The Civil and Commercial Code (CCC) sets some statutory limitations on guarantees, which may affect the enforceability of the guarantee (especially the provisions contemplated under the recent amendments to the CCC on guarantee provisions, which came into force under the two Acts on Amendments to the CCC in February and July 2015 (Amendment to the CCC Acts)). For example: (i) the guarantor cannot agree to be jointly liable as a co-debtor with the primary debtor, except if a guarantor is a juristic person and expressly consents to the joint liability. This exemption was implemented in July 2015 after the first Amendment to the CCC Act with such joint-liable prohibition came into force in February 2015, which raised market concerns on the issue; (ii) the lender must comply with required procedures in enforcing a guarantee (such as the service of a default notice to the guarantor within a prescribed time). Failure to do so would affect the right of the lender in enforcing the guarantee or in claiming accrued default interest from the guarantor; (iii) certain agreements that are in conflict with the CCC regarding a guarantee would be unenforceable, such as an agreement that the guarantee is still in full force and effect although the guaranteed obligation is invalid, an agreement that the guarantor should not terminate a guarantee for whatsoever reason in respect of a guarantee for a series of transactions with no time limitation.

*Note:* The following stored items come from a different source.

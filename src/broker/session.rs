//! Per-client session state: subscriptions and per-QoS outbound queues.

use std::collections::{BTreeSet, VecDeque};
use std::sync::Weak;

use bytes::Bytes;
use parking_lot::Mutex;
use tokio::sync::Notify;

use super::{BrokerShared, SessionKey};
use crate::config::LimitsConfig;
use crate::protocol::Qos;
use crate::routing::{Filter, RoutePayload, Topic, Trie};

/// Singleton QoS payloads combine by `max`. They are removed whole through
/// `remove`/`adjust`, never through `subtract`, so difference is identity
/// and they are never considered empty.
impl RoutePayload for Qos {
    fn combine(self, other: Self) -> Self {
        self.max(other)
    }

    fn difference(self, _other: &Self) -> Self {
        self
    }

    fn is_empty(&self) -> bool {
        false
    }
}

/// One-way lifecycle: `Open` → `Closing` → `Closed`.
#[derive(Debug, Clone, Copy, PartialEq, Eq)]
pub enum SessionPhase {
    Open,
    Closing,
    Closed,
}

pub struct Session {
    key: SessionKey,
    broker: Weak<BrokerShared>,
    limits: LimitsConfig,
    state: Mutex<SessionState>,
    outbound: Notify,
}

struct SessionState {
    phase: SessionPhase,
    subscriptions: Trie<Qos>,
    qos0: VecDeque<(Topic, Bytes)>,
    qos1: VecDeque<(Topic, Bytes)>,
    qos2: VecDeque<(Topic, Bytes)>,
    poisoned: bool,
}

impl Session {
    pub(crate) fn new(key: SessionKey, broker: Weak<BrokerShared>, limits: LimitsConfig) -> Self {
        Session {
            key,
            broker,
            limits,
            state: Mutex::new(SessionState {
                phase: SessionPhase::Open,
                subscriptions: Trie::new(),
                qos0: VecDeque::new(),
                qos1: VecDeque::new(),
                qos2: VecDeque::new(),
                poisoned: false,
            }),
            outbound: Notify::new(),
        }
    }

    pub fn key(&self) -> SessionKey {
        self.key
    }

    pub fn phase(&self) -> SessionPhase {
        self.state.lock().phase
    }

    /// Record the given filter/QoS pairs in both the session trie (combine
    /// = max) and the broker-wide index (combine = union), as one
    /// observable transition: the session lock is taken first, then the
    /// broker lock, and both tries are updated before either is released.
    /// Returns false without touching anything once closing has begun.
    pub fn subscribe(&self, entries: &[(Filter, Qos)]) -> bool {
        let mut local = self.state.lock();
        if local.phase != SessionPhase::Open {
            return false;
        }
        let broker = self.broker.upgrade();
        let mut shared = broker.as_ref().map(|shared| shared.state.lock());
        for (filter, qos) in entries {
            local.subscriptions.insert_with(filter, *qos);
            if let Some(shared) = shared.as_mut() {
                shared
                    .subscriptions
                    .insert_with(filter, BTreeSet::from([self.key]));
            }
        }
        true
    }

    /// Remove each filter from the session trie and this session's key
    /// from the broker index, pruning entries left empty. Same locking
    /// discipline as `subscribe`.
    pub fn unsubscribe(&self, filters: &[Filter]) -> bool {
        let mut local = self.state.lock();
        if local.phase != SessionPhase::Open {
            return false;
        }
        let broker = self.broker.upgrade();
        let mut shared = broker.as_ref().map(|shared| shared.state.lock());
        let key = self.key;
        for filter in filters {
            local.subscriptions.remove(filter);
            if let Some(shared) = shared.as_mut() {
                shared.subscriptions.adjust(filter, |subscribers| {
                    RoutePayload::difference(subscribers, &BTreeSet::from([key]))
                });
            }
        }
        true
    }

    /// Close the session: withdraw every broker-index contribution in one
    /// subtraction, deregister, and drop local state. Idempotent; the
    /// phase moves one way only.
    pub fn close(&self) {
        let mut local = self.state.lock();
        if local.phase != SessionPhase::Open {
            return;
        }
        local.phase = SessionPhase::Closing;
        let key = self.key;
        let contributed = local.subscriptions.map(|_| BTreeSet::from([key]));
        if let Some(broker) = self.broker.upgrade() {
            let mut shared = broker.state.lock();
            shared.subscriptions.subtract(&contributed);
            shared.sessions.remove(&key);
        }
        local.subscriptions = Trie::new();
        local.qos0.clear();
        local.qos1.clear();
        local.qos2.clear();
        local.phase = SessionPhase::Closed;
        drop(local);
        tracing::debug!(%key, "session closed");
        self.outbound.notify_one();
    }

    /// Enqueue a message for this session at the maximum QoS its filters
    /// grant for `topic`; no matching filter means the message is
    /// discarded. A delivery racing `close` is dropped silently. QoS 0
    /// overflow drops the message; QoS 1/2 overflow poisons the session so
    /// its connection tears down.
    pub fn deliver(&self, topic: &Topic, payload: Bytes) {
        let mut state = self.state.lock();
        if state.phase != SessionPhase::Open || state.poisoned {
            return;
        }
        let Some(qos) = state.subscriptions.matches(topic) else {
            return;
        };
        match qos {
            Qos::AtMostOnce => {
                if state.qos0.len() >= self.limits.qos0_queue_depth {
                    tracing::debug!(key = %self.key, %topic, "qos0 queue full, dropping");
                    return;
                }
                state.qos0.push_back((topic.clone(), payload));
            }
            Qos::AtLeastOnce => {
                if state.qos1.len() >= self.limits.qos12_queue_depth {
                    state.poisoned = true;
                    tracing::warn!(key = %self.key, "qos1 queue overflow, poisoning session");
                } else {
                    state.qos1.push_back((topic.clone(), payload));
                }
            }
            Qos::ExactlyOnce => {
                if state.qos2.len() >= self.limits.qos12_queue_depth {
                    state.poisoned = true;
                    tracing::warn!(key = %self.key, "qos2 queue overflow, poisoning session");
                } else {
                    state.qos2.push_back((topic.clone(), payload));
                }
            }
        }
        drop(state);
        self.outbound.notify_one();
    }

    /// Take the next queued message, highest QoS class first. Within each
    /// queue, messages come out in delivery order.
    pub fn pop_outbound(&self) -> Option<(Topic, Bytes, Qos)> {
        let mut state = self.state.lock();
        if let Some((topic, payload)) = state.qos2.pop_front() {
            return Some((topic, payload, Qos::ExactlyOnce));
        }
        if let Some((topic, payload)) = state.qos1.pop_front() {
            return Some((topic, payload, Qos::AtLeastOnce));
        }
        if let Some((topic, payload)) = state.qos0.pop_front() {
            return Some((topic, payload, Qos::AtMostOnce));
        }
        None
    }

    /// Resolves when new outbound work may be available (or the session's
    /// state changed in a way the dispatch loop should observe).
    pub async fn outbound_ready(&self) {
        self.outbound.notified().await;
    }

    pub fn is_poisoned(&self) -> bool {
        self.state.lock().poisoned
    }

    /// Effective QoS this session's filters grant for `topic`.
    pub fn subscription_qos(&self, topic: &Topic) -> Option<Qos> {
        self.state.lock().subscriptions.matches(topic)
    }

    /// Snapshot of one queue, front first.
    pub fn queued(&self, qos: Qos) -> Vec<(Topic, Bytes)> {
        let state = self.state.lock();
        let queue = match qos {
            Qos::AtMostOnce => &state.qos0,
            Qos::AtLeastOnce => &state.qos1,
            Qos::ExactlyOnce => &state.qos2,
        };
        queue.iter().cloned().collect()
    }
}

The guarantor is subject to a foreign exchange control regulation which requires the Bank of Thailand's approval for its outward remittance of foreign currency to fulfill its guarantee obligations, in the absence of a Thai court judgment.
Section 4 – Enforcement
4.1 Do the local courts generally recognise and enforce foreign-law governed contracts?
Usually yes, as long as the choice of the law of such foreign country is proved to the satisfaction of the Thai court and is not considered contrary to public order or the good morals of the people of Thailand.
4.2 Will the local courts generally recognise and enforce a foreign judgment that is given against a domestic company in foreign courts (particularly the New York or English courts) without re-examining the merits of the decision?
No. Any judgment obtained in a foreign court would not be directly enforced by a Thai court and the creditor would have to start new proceedings in Thailand. Such foreign judgment may (at the discretion of the Thai court) be admitted as evidence in new proceedings in a Thai court.
4.3 Will the local courts recognise and enforce an arbitral award given against the company without re-examining the merits of the decision?
A final foreign arbitral award could be enforced through Thai courts, provided that such award was issued in a jurisdiction that is a party to the 1958 New York Convention on the Recognition and Enforcement of Foreign Arbitral Awards, and subject to the requirements and provisions of the Thai Arbitration Act.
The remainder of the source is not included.